* TASK ITEM *
Exactly as written, return every line of the data below.

── MATERIAL FOR THIS EXERCISE ──

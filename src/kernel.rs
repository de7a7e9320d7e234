//! Multilinear blending of a fully-defined hypercube.
//!
//! Each of the 2^ndims corners contributes its value times the product over axes of
//! `f` (upper node) or `1 - f` (lower node). The blend is affine in each fraction, so
//! feeding fractions outside `[0, 1]` continues the boundary cell's gradient and no
//! separate extrapolation formula is needed.
//!
//! ```rust
//! use ndpolator::kernel::multilinear;
//!
//! // Corners of the unit square, bit 0 along x and bit 1 along y
//! let vals = [0.0_f64, 1.0, 2.0, 3.0]; // z = x + 2y
//! assert_eq!(multilinear(&vals, &[0.5, 0.5]), 1.5);
//! assert_eq!(multilinear(&vals, &[2.0, 0.0]), 2.0);
//! ```
//!
//! References
//! * https://en.wikipedia.org/wiki/Bilinear_interpolation#Weighted_mean
use num_traits::Float;

/// Blend `2^fracs.len()` corner values with multilinear weights.
///
/// Corner `c` sits at the upper node of axis `j` when bit `j` of `c` is set.
///
/// # Panics
/// * If `vals.len() != 2^fracs.len()`
#[inline]
pub fn multilinear<T: Float>(vals: &[T], fracs: &[T]) -> T {
    let ndims = fracs.len();
    let nverts = 1_usize << ndims;
    assert_eq!(vals.len(), nverts, "Dimension mismatch");

    let mut interped = T::zero();
    for c in 0..nverts {
        let mut w = T::one();
        for j in 0..ndims {
            let f = fracs[j];
            w = w * if (c >> j) & 1 == 1 { f } else { T::one() - f };
        }
        interped = interped + vals[c] * w;
    }

    interped
}

/// Blend by repeated linear interpolation, collapsing one axis per pass.
///
/// Equivalent to [`multilinear`] up to rounding, but exact in two cases the weighted
/// sum is not: a hypercube whose corners all agree returns that value, and a
/// fraction of exactly 0 or 1 returns the node value untouched.
/// `vals` is used as working storage and is overwritten.
///
/// # Panics
/// * If `vals.len() != 2^fracs.len()`
#[inline]
pub fn multilinear_collapse<T: Float>(vals: &mut [T], fracs: &[T]) -> T {
    let ndims = fracs.len();
    let nverts = 1_usize << ndims;
    assert_eq!(vals.len(), nverts, "Dimension mismatch");

    // Axis 0 is the lowest bit, so adjacent pairs differ only along the current axis
    let mut n = nverts;
    for j in 0..ndims {
        let t = fracs[j];
        n /= 2;
        for i in 0..n {
            let y0 = vals[2 * i];
            let y1 = vals[2 * i + 1];
            // Exact node values on cell faces
            vals[i] = if t == T::zero() {
                y0
            } else if t == T::one() {
                y1
            } else {
                y0 + t * (y1 - y0)
            };
        }
    }

    vals[0]
}

/// Clamp fractions into `[0, 1]`, holding the boundary value outside the grid.
#[inline]
pub fn clamp_fracs<T: Float>(fracs: &mut [T]) {
    for f in fracs.iter_mut() {
        *f = f.max(T::zero()).min(T::one());
    }
}

#[cfg(test)]
mod test {
    use super::*;
    use crate::testing::*;

    #[test]
    fn test_1d_linear() {
        let vals = [1.0_f64, 3.0];
        assert_eq!(multilinear(&vals, &[0.0]), 1.0);
        assert_eq!(multilinear(&vals, &[1.0]), 3.0);
        assert_eq!(multilinear(&vals, &[0.25]), 1.5);
        // Extrapolation continues the slope
        assert_eq!(multilinear(&vals, &[-1.0]), -1.0);
        assert_eq!(multilinear(&vals, &[2.0]), 5.0);
    }

    /// Sum of coordinates is linear in every direction, so the blend must be exact
    /// at any fraction in any number of dimensions.
    #[test]
    fn test_affine_exact_1d_to_8d() {
        let mut rng = rng_fixed_seed();
        for ndims in 1..=8 {
            let nverts = 1 << ndims;
            let coefs = randn::<f64>(&mut rng, ndims);
            let vals: Vec<f64> = (0..nverts)
                .map(|c| (0..ndims).map(|j| coefs[j] * ((c >> j) & 1) as f64).sum::<f64>() + 0.5)
                .collect();

            for _ in 0..20 {
                // Fractions well outside [0, 1]
                let fracs: Vec<f64> = randn::<f64>(&mut rng, ndims)
                    .iter()
                    .map(|r| 3.0 * r - 1.0)
                    .collect();
                let expected: f64 = (0..ndims).map(|j| coefs[j] * fracs[j]).sum::<f64>() + 0.5;

                let mut scratch = vals.clone();
                assert!((multilinear(&vals, &fracs) - expected).abs() < 1e-9);
                assert!((multilinear_collapse(&mut scratch, &fracs) - expected).abs() < 1e-9);
            }
        }
    }

    #[test]
    fn test_constant_corners() {
        let mut rng = rng_fixed_seed();
        for ndims in 1..=6 {
            let nverts = 1 << ndims;
            for _ in 0..10 {
                let mut vals = vec![-3.25_f64; nverts];
                let fracs: Vec<f64> = randn::<f64>(&mut rng, ndims)
                    .iter()
                    .map(|r| 10.0 * r - 5.0)
                    .collect();
                assert_eq!(multilinear_collapse(&mut vals, &fracs), -3.25);
            }
        }
    }

    #[test]
    fn test_collapse_exact_on_faces() {
        let vals = [0.1_f64, 0.3, 0.7, f64::NAN];
        assert_eq!(multilinear_collapse(&mut vals.clone(), &[1.0, 0.0]), 0.3);
        assert_eq!(multilinear_collapse(&mut vals.clone(), &[0.0, 1.0]), 0.7);
    }

    #[test]
    fn test_clamp_fracs() {
        let mut fracs = [-0.5_f64, 0.25, 1.5];
        clamp_fracs(&mut fracs);
        assert_eq!(fracs, [0.0, 0.25, 1.0]);
    }

    #[test]
    #[should_panic]
    fn test_wrong_corner_count() {
        multilinear(&[1.0_f64, 2.0, 3.0], &[0.5, 0.5]);
    }
}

───

* TASK RESULT *
filename src/kernel.rs
repository de7a7e9320d7e234
//! Multilinear blending of a fully-defined hypercube.
//!
//! Each of the 2^ndims corners contributes its value times the product over axes of
//! `f` (upper node) or `1 - f` (lower node). The blend is affine in each fraction, so
//! feeding fractions outside `[0, 1]` continues the boundary cell's gradient and no
//! separate extrapolation formula is needed.
//!
//! ```rust
//! use ndpolator::kernel::multilinear;
//!
//! // Corners of the unit square, bit 0 along x and bit 1 along y
//! let vals = [0.0_f64, 1.0, 2.0, 3.0]; // z = x + 2y
//! assert_eq!(multilinear(&vals, &[0.5, 0.5]), 1.5);
//! assert_eq!(multilinear(&vals, &[2.0, 0.0]), 2.0);
//! ```
//!
//! References
//! * https://en.wikipedia.org/wiki/Bilinear_interpolation#Weighted_mean
use num_traits::Float;

/// Blend `2^fracs.len()` corner values with multilinear weights.
///
/// Corner `c` sits at the upper node of axis `j` when bit `j` of `c` is set.
///
/// # Panics
/// * If `vals.len() != 2^fracs.len()`
#[inline]
pub fn multilinear<T: Float>(vals: &[T], fracs: &[T]) -> T {
    let ndims = fracs.len();
    let nverts = 1_usize << ndims;
    assert_eq!(vals.len(), nverts, "Dimension mismatch");

    let mut interped = T::zero();
    for c in 0..nverts {
        let mut w = T::one();
        for j in 0..ndims {
            let f = fracs[j];
            w = w * if (c >> j) & 1 == 1 { f } else { T::one() - f };
        }
        interped = interped + vals[c] * w;
    }

    interped
}

/// Blend by repeated linear interpolation, collapsing one axis per pass.
///
/// Equivalent to [`multilinear`] up to rounding, but exact in two cases the weighted
/// sum is not: a hypercube whose corners all agree returns that value, and a
/// fraction of exactly 0 or 1 returns the node value untouched.
/// `vals` is used as working storage and is overwritten.
///
/// # Panics
/// * If `vals.len() != 2^fracs.len()`
#[inline]
pub fn multilinear_collapse<T: Float>(vals: &mut [T], fracs: &[T]) -> T {
    let ndims = fracs.len();
    let nverts = 1_usize << ndims;
    assert_eq!(vals.len(), nverts, "Dimension mismatch");

    // Axis 0 is the lowest bit, so adjacent pairs differ only along the current axis
    let mut n = nverts;
    for j in 0..ndims {
        let t = fracs[j];
        n /= 2;
        for i in 0..n {
            let y0 = vals[2 * i];
            let y1 = vals[2 * i + 1];
            // Exact node values on cell faces
            vals[i] = if t == T::zero() {
                y0
            } else if t == T::one() {
                y1
            } else {
                y0 + t * (y1 - y0)
            };
        }
    }

    vals[0]
}

/// Clamp fractions into `[0, 1]`, holding the boundary value outside the grid.
#[inline]
pub fn clamp_fracs<T: Float>(fracs: &mut [T]) {
    for f in fracs.iter_mut() {
        *f = f.max(T::zero()).min(T::one());
    }
}

#[cfg(test)]
mod test {
    use super::*;
    use crate::testing::*;

    #[test]
    fn test_1d_linear() {
        let vals = [1.0_f64, 3.0];
        assert_eq!(multilinear(&vals, &[0.0]), 1.0);
        assert_eq!(multilinear(&vals, &[1.0]), 3.0);
        assert_eq!(multilinear(&vals, &[0.25]), 1.5);
        // Extrapolation continues the slope
        assert_eq!(multilinear(&vals, &[-1.0]), -1.0);
        assert_eq!(multilinear(&vals, &[2.0]), 5.0);
    }

    /// Sum of coordinates is linear in every direction, so the blend must be exact
    /// at any fraction in any number of dimensions.
    #[test]
    fn test_affine_exact_1d_to_8d() {
        let mut rng = rng_fixed_seed();
        for ndims in 1..=8 {
            let nverts = 1 << ndims;
            let coefs = randn::<f64>(&mut rng, ndims);
            let vals: Vec<f64> = (0..nverts)
                .map(|c| (0..ndims).map(|j| coefs[j] * ((c >> j) & 1) as f64).sum::<f64>() + 0.5)
                .collect();

            for _ in 0..20 {
                // Fractions well outside [0, 1]
                let fracs: Vec<f64> = randn::<f64>(&mut rng, ndims)
                    .iter()
                    .map(|r| 3.0 * r - 1.0)
                    .collect();
                let expected: f64 = (0..ndims).map(|j| coefs[j] * fracs[j]).sum::<f64>() + 0.5;

                let mut scratch = vals.clone();
                assert!((multilinear(&vals, &fracs) - expected).abs() < 1e-9);
                assert!((multilinear_collapse(&mut scratch, &fracs) - expected).abs() < 1e-9);
            }
        }
    }

    #[test]
    fn test_constant_corners() {
        let mut rng = rng_fixed_seed();
        for ndims in 1..=6 {
            let nverts = 1 << ndims;
            for _ in 0..10 {
                let mut vals = vec![-3.25_f64; nverts];
                let fracs: Vec<f64> = randn::<f64>(&mut rng, ndims)
                    .iter()
                    .map(|r| 10.0 * r - 5.0)
                    .collect();
                assert_eq!(multilinear_collapse(&mut vals, &fracs), -3.25);
            }
        }
    }

    #[test]
    fn test_collapse_exact_on_faces() {
        let vals = [0.1_f64, 0.3, 0.7, f64::NAN];
        assert_eq!(multilinear_collapse(&mut vals.clone(), &[1.0, 0.0]), 0.3);
        assert_eq!(multilinear_collapse(&mut vals.clone(), &[0.0, 1.0]), 0.7);
    }

    #[test]
    fn test_clamp_fracs() {
        let mut fracs = [-0.5_f64, 0.25, 1.5];
        clamp_fracs(&mut fracs);
        assert_eq!(fracs, [0.0, 0.25, 1.0]);
    }

    #[test]
    #[should_panic]
    fn test_wrong_corner_count() {
        multilinear(&[1.0_f64, 2.0, 3.0], &[0.5, 0.5]);
    }
}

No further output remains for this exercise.